A la vista del estruendo mediático que las Olimpiadas de Pekin han generado, parece un apunte frívolo decir que la ceremonia de inauguración fue esplendorosa. De fondo, al tiempo que los fuegos artificiales esplenden el cielo chino y Zhang Yimou registra el dinamismo, la festividad de los colores y la impresionante puesta en escena de esas imposibles masas de seres humanos movidos con matemática belleza a beneficio del capitalismo moderno, la población del mayor país del mundo se esconde para no desentonar mucho. Lo ideal hubiese sido que las Olimpiadas de Pekin se hubiesen celebrado en Tokyo. Japón, a los ojos occidentales, es más presentable. A los chinos les falta un hervor en derechos humanos, un par de actas que firmar para finiquitar la censura y tal vez dos decenios de capitalismo salvaje para que el turista no tenga un alijo de miedo incrustado en el pecho no vaya a ser que cualquier imprevisto lo meta entre rejas o le convierta las vacaciones en un infierno amarillo. A salvo de las estampas rurales, que son las que hacen decaer la imponente puesta de largo de China para el mundo, las Olimpiadas 2008 van a ser un éxito. No habrá contaminación que las doblegue; tampoco las revueltas de las etnias humilladas podrá vencer el escudo militar que tutela el buen funcionamiento de los atletas, su puesta en acción, el brillo del sudor bajo las cámaras de alta definición. Las revueltas populares, las demandas del pueblo ahora que hay público que los contemple, serán asfixiadas por el ejército, que no es de terracota, pero dará la talla y sofocará el motín. Así que nada que objetar a Pekin 2008. En lo deportivo, una fiesta. Pero afuera, a ras de calle, el país bascula entre los planes quinquenales del comunismo infame y los destellos de néon de los McDonalds y de las tiendas de Louis Vuitton en las calles aristocráticas de Shanghai. Ayer, no obstante, el espectador doméstico, el que se pide el sillón favorito y se pertrecha de refrescos, frutos secos y patatas chips para sobrellevar las cuatro horas de arrullo olímpico, disfrutó del show y aceptó que los chinos son únicos a la hora de mover masas y asombrar a base de sincronismo atlético, trajes hermosísimos de leyenda del siglo XII y colores infinitos ahogándonos la retina en placeres.

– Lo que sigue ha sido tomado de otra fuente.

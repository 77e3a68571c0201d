//! tinytable - a single-file, disk-backed B-tree table.
//!
//! # Architecture
//! ```text
//! ┌─────────────────────────────────────────────────────────────────┐
//! │                            Table                                │
//! │        open / insert / find / rows / delete / close             │
//! ├─────────────────────────────────────────────────────────────────┤
//! │  ┌─────────────────────────────────────────────────────────┐   │
//! │  │                  B-tree (btree/)                         │   │
//! │  │   search → insert + split → root promotion → verify      │   │
//! │  │   Cursor / Rows: ordered scans along the leaf chain      │   │
//! │  └─────────────────────────────────────────────────────────┘   │
//! │                              ↓                                  │
//! │  ┌─────────────────────────────────────────────────────────┐   │
//! │  │                  Pager (pager/)                          │   │
//! │  │   lazily loaded page cache, dirty tracking, statistics   │   │
//! │  └─────────────────────────────────────────────────────────┘   │
//! │                              ↓                                  │
//! │  ┌─────────────────────────────────────────────────────────┐   │
//! │  │                 Storage (storage/)                       │   │
//! │  │        DiskManager + Page + NodeHeader                   │   │
//! │  └─────────────────────────────────────────────────────────┘   │
//! └─────────────────────────────────────────────────────────────────┘
//! ```
//!
//! # Modules
//! - [`common`] - Shared primitives (PageId, Error, config)
//! - [`storage`] - Disk I/O and the page buffer
//! - [`pager`] - Page cache
//! - [`btree`] - Node layout, search, insertion and verification
//! - [`row`] - The fixed-width row format
//!
//! # Quick Start
//! ```no_run
//! use tinytable::{Table, TableConfig};
//!
//! let mut table = Table::open_with_config("users.db", TableConfig::default())?;
//!
//! table.insert_fields(2, "bob", "bob@example.com")?;
//! table.insert_fields(1, "alice", "alice@example.com")?;
//!
//! for row in table.rows() {
//!     println!("{}", row?);
//! }
//!
//! table.delete(2)?;
//! table.close()?;
//! # Ok::<(), tinytable::Error>(())
//! ```

pub mod btree;
pub mod common;
pub mod pager;
pub mod row;
pub mod storage;
mod table;

// Re-export commonly used items at crate root for convenience
pub use common::config::{TableConfig, PAGE_SIZE};
pub use common::{Error, ErrorKind, PageId, Result};

pub use btree::{Cursor, Rows, TreeSummary};
pub use pager::PagerStats;
pub use row::Row;
pub use table::Table;
//! B-tree over fixed-size pages.
//!
//! # Structure
//! ```text
//!                    ┌───────────────────┐
//!        page 0 ───▶ │ root (internal)   │
//!                    │  [p3:7]  rc=p1    │
//!                    └───────────────────┘
//!                      /             \
//!        ┌────────────────┐    ┌────────────────┐
//!        │ leaf p3  1..7  │──▶ │ leaf p1  8..14 │──▶ (end)
//!        └────────────────┘    └────────────────┘
//! ```
//!
//! Each internal cell's key is the largest key in that cell's subtree;
//! keys above every cell key live under the right child. Leaves are
//! chained in key order for scans.
//!
//! # Modules
//! - [`layout`] - node byte layout and capacities
//! - [`node`] - typed views over node pages
//! - [`cursor`] - positions and row iteration
//! - `search`, `insert`, `rebuild`, `verify` - tree operations on [`BTree`]

mod cursor;
mod insert;
pub mod layout;
pub mod node;
mod rebuild;
mod search;
mod verify;

pub use cursor::{Cursor, Rows};
pub use node::{InternalNode, LeafNode};
pub use verify::TreeSummary;

use tracing::debug;

use crate::common::{Error, PageId, Result};
use crate::pager::Pager;
use crate::storage::page::NodeType;

/// A B-tree of rows keyed by `u32`, stored in the pages of one [`Pager`].
///
/// The root always lives in [`PageId::ROOT`]; when it splits, its contents
/// move to a new page and page 0 is rewritten as the new internal root.
pub struct BTree {
    pub(crate) pager: Pager,
    root: PageId,
}

impl BTree {
    /// Attach to the tree in `pager`, formatting an empty root leaf if the
    /// file has no pages yet.
    ///
    /// # Errors
    /// - `Error::Corrupted` if page 0 is not a valid root node
    pub fn open(mut pager: Pager) -> Result<Self> {
        let root = PageId::ROOT;

        if pager.num_pages() == 0 {
            let page = pager.page_mut(root)?;
            page.leaf_mut().initialize();
            page.set_root(true);
            debug!("initialized empty root leaf");
        } else {
            let page = pager.page(root)?;
            node::node_type(page, root)?;
            if !page.is_root() {
                return Err(Error::corrupted(format!("{} is not marked as root", root)));
            }
        }

        Ok(Self { pager, root })
    }

    /// Page holding the root node.
    #[inline]
    pub fn root(&self) -> PageId {
        self.root
    }

    /// The underlying page cache.
    #[inline]
    pub fn pager(&self) -> &Pager {
        &self.pager
    }

    /// Flush every page and sync the file.
    pub fn close(&mut self) -> Result<()> {
        self.pager.close()
    }

    /// Iterate over all rows in ascending key order.
    pub fn rows(&mut self) -> Rows<'_> {
        Rows::new(self)
    }

    /// Node type of a page, validated.
    pub(crate) fn node_type(&mut self, page_id: PageId) -> Result<NodeType> {
        let page = self.pager.page(page_id)?;
        node::node_type(page, page_id)
    }
}

#[cfg(test)]
pub(crate) mod test_util {
    use super::*;
    use crate::storage::DiskManager;
    use tempfile::TempDir;

    /// A tree over a fresh temporary file.
    pub fn create_test_tree(max_pages: u32) -> (BTree, TempDir) {
        let dir = tempfile::tempdir().unwrap();
        let dm = DiskManager::create(dir.path().join("tree.db")).unwrap();
        let pager = Pager::new(dm, max_pages).unwrap();
        (BTree::open(pager).unwrap(), dir)
    }

    pub fn row(id: u32) -> crate::Row {
        crate::Row::new(id, format!("user{}", id), format!("user{}@example.com", id)).unwrap()
    }

    pub fn keys(tree: &mut BTree) -> Vec<u32> {
        tree.rows().map(|r| r.unwrap().id()).collect()
    }
}
//! Storage layer - disk I/O and page formats.
//!
//! This module handles persistent storage:
//! - [`DiskManager`] - Low-level file I/O
//! - [`page`] - Page buffer and node header

mod disk_manager;
pub mod page;

pub use disk_manager::DiskManager;
//! Typed views over node pages.
//!
//! [`LeafNode`] and [`InternalNode`] wrap a byte buffer and compute field
//! offsets from [`layout`](super::layout). Read accessors need
//! `B: AsRef<[u8]>`, mutators additionally need `B: AsMut<[u8]>`, so a view
//! over `&[u8]` is read-only and a view over `&mut [u8]` is the only handle
//! to the page while it lives.

use crate::btree::layout::*;
use crate::common::{Error, PageId, Result};
use crate::row::Row;
use crate::storage::page::{NodeHeader, NodeType, Page};

#[inline]
fn read_u32(buf: &[u8], offset: usize) -> u32 {
    u32::from_le_bytes([buf[offset], buf[offset + 1], buf[offset + 2], buf[offset + 3]])
}

#[inline]
fn write_u32(buf: &mut [u8], offset: usize, value: u32) {
    buf[offset..offset + 4].copy_from_slice(&value.to_le_bytes());
}

/// Node type of a page, rejecting unknown tags and impossible cell counts.
///
/// Every page visited by the tree goes through this check, which keeps the
/// indexed accessors below inside the page.
pub fn node_type(page: &Page, page_id: PageId) -> Result<NodeType> {
    let node_type = page.node_type().ok_or_else(|| {
        Error::corrupted(format!(
            "{} has unknown node type {}",
            page_id,
            page.as_slice()[NodeHeader::OFFSET_NODE_TYPE]
        ))
    })?;

    let (count, max) = match node_type {
        NodeType::Leaf => (page.leaf().num_cells(), LEAF_NODE_MAX_CELLS),
        NodeType::Internal => (page.internal().num_keys(), INTERNAL_NODE_MAX_CELLS),
    };
    if count > max {
        return Err(Error::corrupted(format!(
            "{} holds {} cells, capacity is {}",
            page_id, count, max
        )));
    }
    Ok(node_type)
}

impl Page {
    /// Read-only leaf view.
    #[inline]
    pub fn leaf(&self) -> LeafNode<&[u8]> {
        LeafNode::new(self.as_slice())
    }

    /// Mutable leaf view.
    #[inline]
    pub fn leaf_mut(&mut self) -> LeafNode<&mut [u8]> {
        LeafNode::new(self.as_mut_slice())
    }

    /// Read-only internal view.
    #[inline]
    pub fn internal(&self) -> InternalNode<&[u8]> {
        InternalNode::new(self.as_slice())
    }

    /// Mutable internal view.
    #[inline]
    pub fn internal_mut(&mut self) -> InternalNode<&mut [u8]> {
        InternalNode::new(self.as_mut_slice())
    }
}

// ============================================================================
// LEAF NODES
// ============================================================================

/// A leaf node: sorted `(key, row)` cells plus a next-leaf pointer.
pub struct LeafNode<B> {
    buf: B,
}

impl<B: AsRef<[u8]>> LeafNode<B> {
    #[inline]
    pub fn new(buf: B) -> Self {
        Self { buf }
    }

    #[inline]
    fn bytes(&self) -> &[u8] {
        self.buf.as_ref()
    }

    #[inline]
    fn cell_offset(index: usize) -> usize {
        debug_assert!(index < LEAF_NODE_MAX_CELLS);
        LEAF_NODE_HEADER_SIZE + index * LEAF_NODE_CELL_SIZE
    }

    pub fn num_cells(&self) -> usize {
        read_u32(self.bytes(), LEAF_NODE_NUM_CELLS_OFFSET) as usize
    }

    /// Following leaf in key order, `None` for the last leaf.
    pub fn next_leaf(&self) -> Option<PageId> {
        match read_u32(self.bytes(), LEAF_NODE_NEXT_LEAF_OFFSET) {
            NO_NEXT_LEAF => None,
            page => Some(PageId::new(page)),
        }
    }

    pub fn key(&self, index: usize) -> u32 {
        read_u32(self.bytes(), Self::cell_offset(index) + LEAF_NODE_KEY_OFFSET)
    }

    /// Raw cell bytes (key followed by the serialized row).
    pub fn cell(&self, index: usize) -> &[u8] {
        let offset = Self::cell_offset(index);
        &self.bytes()[offset..offset + LEAF_NODE_CELL_SIZE]
    }

    /// Serialized row bytes of a cell.
    pub fn value(&self, index: usize) -> &[u8] {
        let offset = Self::cell_offset(index) + LEAF_NODE_VALUE_OFFSET;
        &self.bytes()[offset..offset + LEAF_NODE_VALUE_SIZE]
    }

    pub fn row(&self, index: usize) -> Result<Row> {
        Row::deserialize(self.value(index))
    }

    /// Largest key in this leaf, `None` if empty.
    pub fn max_key(&self) -> Option<u32> {
        self.num_cells().checked_sub(1).map(|last| self.key(last))
    }

    /// Binary search for the first cell whose key is `>= key`.
    ///
    /// Returns `num_cells()` when every key is smaller.
    pub fn find(&self, key: u32) -> usize {
        let mut low = 0;
        let mut high = self.num_cells();

        while low < high {
            let mid = low + (high - low) / 2;
            let key_at_mid = self.key(mid);
            if key_at_mid == key {
                return mid;
            }
            if key < key_at_mid {
                high = mid;
            } else {
                low = mid + 1;
            }
        }
        low
    }
}

impl<B: AsRef<[u8]> + AsMut<[u8]>> LeafNode<B> {
    #[inline]
    fn bytes_mut(&mut self) -> &mut [u8] {
        self.buf.as_mut()
    }

    /// Format the page as an empty, non-root leaf with no successor.
    pub fn initialize(&mut self) {
        NodeHeader::new(NodeType::Leaf).write_to(self.bytes_mut());
        self.set_num_cells(0);
        self.set_next_leaf(None);
    }

    pub fn set_num_cells(&mut self, num_cells: usize) {
        write_u32(self.bytes_mut(), LEAF_NODE_NUM_CELLS_OFFSET, num_cells as u32);
    }

    pub fn set_next_leaf(&mut self, next: Option<PageId>) {
        let raw = next.map_or(NO_NEXT_LEAF, |page| page.0);
        write_u32(self.bytes_mut(), LEAF_NODE_NEXT_LEAF_OFFSET, raw);
    }

    /// Overwrite a cell with raw bytes from [`LeafNode::cell`].
    pub fn set_cell(&mut self, index: usize, cell: &[u8]) {
        let offset = Self::cell_offset(index);
        self.bytes_mut()[offset..offset + LEAF_NODE_CELL_SIZE].copy_from_slice(cell);
    }

    /// Write `(row.id(), row)` into a cell.
    pub fn write_row(&mut self, index: usize, row: &Row) {
        let offset = Self::cell_offset(index);
        write_u32(self.bytes_mut(), offset + LEAF_NODE_KEY_OFFSET, row.id());
        let value = offset + LEAF_NODE_VALUE_OFFSET;
        row.serialize(&mut self.bytes_mut()[value..value + LEAF_NODE_VALUE_SIZE]);
    }

    /// Insert a row at `index`, shifting later cells one slot right.
    ///
    /// # Panics
    /// Panics if the leaf is full or `index > num_cells()`.
    pub fn insert(&mut self, index: usize, row: &Row) {
        let num_cells = self.num_cells();
        assert!(num_cells < LEAF_NODE_MAX_CELLS, "leaf is full");
        assert!(index <= num_cells, "insert position out of range");

        if index < num_cells {
            let start = Self::cell_offset(index);
            let end = LEAF_NODE_HEADER_SIZE + num_cells * LEAF_NODE_CELL_SIZE;
            self.bytes_mut()
                .copy_within(start..end, start + LEAF_NODE_CELL_SIZE);
        }

        self.write_row(index, row);
        self.set_num_cells(num_cells + 1);
    }
}

// ============================================================================
// INTERNAL NODES
// ============================================================================

/// An internal node: sorted `(child, key)` cells plus a right child.
///
/// A node with N keys has N + 1 children; child N is the right child.
pub struct InternalNode<B> {
    buf: B,
}

impl<B: AsRef<[u8]>> InternalNode<B> {
    #[inline]
    pub fn new(buf: B) -> Self {
        Self { buf }
    }

    #[inline]
    fn bytes(&self) -> &[u8] {
        self.buf.as_ref()
    }

    #[inline]
    fn cell_offset(index: usize) -> usize {
        debug_assert!(index < INTERNAL_NODE_MAX_CELLS);
        INTERNAL_NODE_HEADER_SIZE + index * INTERNAL_NODE_CELL_SIZE
    }

    pub fn num_keys(&self) -> usize {
        read_u32(self.bytes(), INTERNAL_NODE_NUM_KEYS_OFFSET) as usize
    }

    /// Right child, [`PageId::INVALID`] if not yet set.
    pub fn right_child(&self) -> PageId {
        PageId::new(read_u32(self.bytes(), INTERNAL_NODE_RIGHT_CHILD_OFFSET))
    }

    /// Child `index`, where `index == num_keys()` names the right child.
    pub fn child(&self, index: usize) -> PageId {
        if index == self.num_keys() {
            self.right_child()
        } else {
            PageId::new(read_u32(self.bytes(), Self::cell_offset(index)))
        }
    }

    pub fn key(&self, index: usize) -> u32 {
        read_u32(self.bytes(), Self::cell_offset(index) + INTERNAL_NODE_CHILD_SIZE)
    }

    /// All children in key order, right child last.
    pub fn children(&self) -> Vec<PageId> {
        (0..=self.num_keys()).map(|i| self.child(i)).collect()
    }

    /// Index of the child whose subtree covers `key`: the first cell whose
    /// key is `>= key`, or `num_keys()` (the right child) if none is.
    pub fn find_child_index(&self, key: u32) -> usize {
        let mut low = 0;
        let mut high = self.num_keys();

        while low < high {
            let mid = low + (high - low) / 2;
            if self.key(mid) >= key {
                high = mid;
            } else {
                low = mid + 1;
            }
        }
        low
    }
}

impl<B: AsRef<[u8]> + AsMut<[u8]>> InternalNode<B> {
    #[inline]
    fn bytes_mut(&mut self) -> &mut [u8] {
        self.buf.as_mut()
    }

    /// Format the page as an empty, non-root internal node with no right
    /// child.
    pub fn initialize(&mut self) {
        NodeHeader::new(NodeType::Internal).write_to(self.bytes_mut());
        self.set_num_keys(0);
        self.set_right_child(PageId::INVALID);
    }

    pub fn set_num_keys(&mut self, num_keys: usize) {
        write_u32(self.bytes_mut(), INTERNAL_NODE_NUM_KEYS_OFFSET, num_keys as u32);
    }

    pub fn set_right_child(&mut self, child: PageId) {
        write_u32(self.bytes_mut(), INTERNAL_NODE_RIGHT_CHILD_OFFSET, child.0);
    }

    /// Set the child pointer of cell `index` (not the right child).
    pub fn set_cell_child(&mut self, index: usize, child: PageId) {
        write_u32(self.bytes_mut(), Self::cell_offset(index), child.0);
    }

    pub fn set_key(&mut self, index: usize, key: u32) {
        write_u32(
            self.bytes_mut(),
            Self::cell_offset(index) + INTERNAL_NODE_CHILD_SIZE,
            key,
        );
    }

    /// Write a whole cell.
    pub fn set_cell(&mut self, index: usize, child: PageId, key: u32) {
        self.set_cell_child(index, child);
        self.set_key(index, key);
    }

    /// Insert a cell at `index`, shifting later cells one slot right.
    ///
    /// # Panics
    /// Panics if the node is full or `index > num_keys()`.
    pub fn insert_cell(&mut self, index: usize, child: PageId, key: u32) {
        let num_keys = self.num_keys();
        assert!(num_keys < INTERNAL_NODE_MAX_CELLS, "internal node is full");
        assert!(index <= num_keys, "insert position out of range");

        if index < num_keys {
            let start = Self::cell_offset(index);
            let end = INTERNAL_NODE_HEADER_SIZE + num_keys * INTERNAL_NODE_CELL_SIZE;
            self.bytes_mut()
                .copy_within(start..end, start + INTERNAL_NODE_CELL_SIZE);
        }

        self.set_cell(index, child, key);
        self.set_num_keys(num_keys + 1);
    }
}

#[cfg(test)]
mod tests {
    use super::*;

    fn row(id: u32) -> Row {
        Row::new(id, format!("user{}", id), format!("user{}@example.com", id)).unwrap()
    }

    fn leaf_with(keys: &[u32]) -> Page {
        let mut page = Page::new();
        let mut leaf = page.leaf_mut();
        leaf.initialize();
        for (i, &k) in keys.iter().enumerate() {
            leaf.insert(i, &row(k));
        }
        page
    }

    #[test]
    fn test_leaf_initialize() {
        let page = leaf_with(&[]);
        assert_eq!(page.node_type(), Some(NodeType::Leaf));
        assert!(!page.is_root());
        assert_eq!(page.leaf().num_cells(), 0);
        assert_eq!(page.leaf().next_leaf(), None);
        assert_eq!(page.leaf().max_key(), None);
    }

    #[test]
    fn test_leaf_insert_shifts_cells() {
        let mut page = leaf_with(&[10, 30]);
        page.leaf_mut().insert(1, &row(20));
        page.leaf_mut().insert(0, &row(5));

        let leaf = page.leaf();
        let keys: Vec<u32> = (0..leaf.num_cells()).map(|i| leaf.key(i)).collect();
        assert_eq!(keys, vec![5, 10, 20, 30]);
        assert_eq!(leaf.row(2).unwrap(), row(20));
        assert_eq!(leaf.row(3).unwrap(), row(30));
        assert_eq!(leaf.max_key(), Some(30));
    }

    #[test]
    fn test_leaf_find() {
        let page = leaf_with(&[10, 20, 30]);
        let leaf = page.leaf();

        assert_eq!(leaf.find(5), 0);
        assert_eq!(leaf.find(10), 0);
        assert_eq!(leaf.find(15), 1);
        assert_eq!(leaf.find(30), 2);
        assert_eq!(leaf.find(31), 3);
    }

    #[test]
    fn test_leaf_next_pointer() {
        let mut page = leaf_with(&[]);
        page.leaf_mut().set_next_leaf(Some(PageId::new(7)));
        assert_eq!(page.leaf().next_leaf(), Some(PageId::new(7)));
        page.leaf_mut().set_next_leaf(None);
        assert_eq!(page.leaf().next_leaf(), None);
    }

    #[test]
    fn test_leaf_cell_copy() {
        let src = leaf_with(&[1, 2]);
        let mut dst = leaf_with(&[]);
        dst.leaf_mut().set_cell(0, src.leaf().cell(1));
        dst.leaf_mut().set_num_cells(1);
        assert_eq!(dst.leaf().row(0).unwrap(), row(2));
    }

    #[test]
    #[should_panic(expected = "leaf is full")]
    fn test_leaf_insert_into_full_leaf_panics() {
        let keys: Vec<u32> = (0..LEAF_NODE_MAX_CELLS as u32).collect();
        let mut page = leaf_with(&keys);
        page.leaf_mut().insert(0, &row(100));
    }

    #[test]
    fn test_internal_initialize() {
        let mut page = Page::new();
        page.internal_mut().initialize();

        let node = page.internal();
        assert_eq!(page.node_type(), Some(NodeType::Internal));
        assert_eq!(node.num_keys(), 0);
        assert!(!node.right_child().is_valid());
    }

    #[test]
    fn test_internal_cells_and_children() {
        let mut page = Page::new();
        let mut node = page.internal_mut();
        node.initialize();
        node.insert_cell(0, PageId::new(3), 30);
        node.insert_cell(0, PageId::new(1), 10);
        node.insert_cell(1, PageId::new(2), 20);
        node.set_right_child(PageId::new(4));

        let node = page.internal();
        assert_eq!(node.num_keys(), 3);
        assert_eq!(node.key(1), 20);
        assert_eq!(node.child(3), PageId::new(4));
        assert_eq!(
            node.children(),
            vec![PageId::new(1), PageId::new(2), PageId::new(3), PageId::new(4)]
        );
    }

    #[test]
    fn test_internal_find_child_index() {
        let mut page = Page::new();
        let mut node = page.internal_mut();
        node.initialize();
        node.insert_cell(0, PageId::new(1), 10);
        node.insert_cell(1, PageId::new(2), 20);
        node.set_right_child(PageId::new(3));

        let node = page.internal();
        assert_eq!(node.find_child_index(1), 0);
        assert_eq!(node.find_child_index(10), 0);
        assert_eq!(node.find_child_index(11), 1);
        assert_eq!(node.find_child_index(20), 1);
        assert_eq!(node.find_child_index(21), 2);
    }

    #[test]
    fn test_node_type_check() {
        let page = leaf_with(&[1]);
        assert_eq!(node_type(&page, PageId::new(0)).unwrap(), NodeType::Leaf);

        let mut bad = Page::new();
        bad.as_mut_slice()[0] = 9;
        assert!(node_type(&bad, PageId::new(0)).is_err());

        let mut overfull = leaf_with(&[]);
        overfull.leaf_mut().set_num_cells(LEAF_NODE_MAX_CELLS + 1);
        assert!(node_type(&overfull, PageId::new(0)).is_err());
    }
}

Detrás (siempre acudimos a la trastienda para enseñar los trapos sucios, la infamia escondida) está la dictadura, está la pena de muerte ejecutada sin pudor, está la censura digital (aunque las Olimpiadas parezcan abrir nuevas vías y demostrar que va en serio la occidentalización del gigante asiático), está la pobre legimitad de la carta de los derechos humanos, conculcados sistemática y expeditivamente. Detrás está la pantomima de la ceremonia de la aceptación pública. Luego está Bush, el saliente, que ha dicho bien alto que China debe mirar al futuro y fomentar una política de bienestar, que no censure, que no confisque la libertad en nombre de la vigencia y la prosperidad de un partido político único. Él debe haber olvidado el gulag de Guantánamo, ese infierno patrocinado por los votos ciudadanos, que no baja la guardia y prosigue su incendiaria búsqueda del enemigo, su prospección en los límites del aguante humano, su negación de una justicia democrática, su desprecio por la legalidad internacional. Así que todo esto, a pesar de las medallas y del brillo del músculo, tan legítimo, tan noble, es un espectáculo artificial. Podrían haberlo hecho en Tokyo, digo yo. O en Talavera de la Reina, aunque igual estos dos sitios tan alejados y tan distintos también, puestos a hurgar, exhiban totalitarismos, infamias del tamaño de mi perplejidad.
3 comentarios:
Me gusta tu blog!
Agradecido.
China es un escaparate, pero en la trastienda, como dices muy bien, es donde están el montón de inmundicias, la censura, la falta de libertad, las esposas a los disidentes. Yo no voy a boicotear el espectáculo, algo veré, pero estoy desencanto. Me pregunto si, al final, será bueno para todos o el COI, haya metido la pata. Andrés.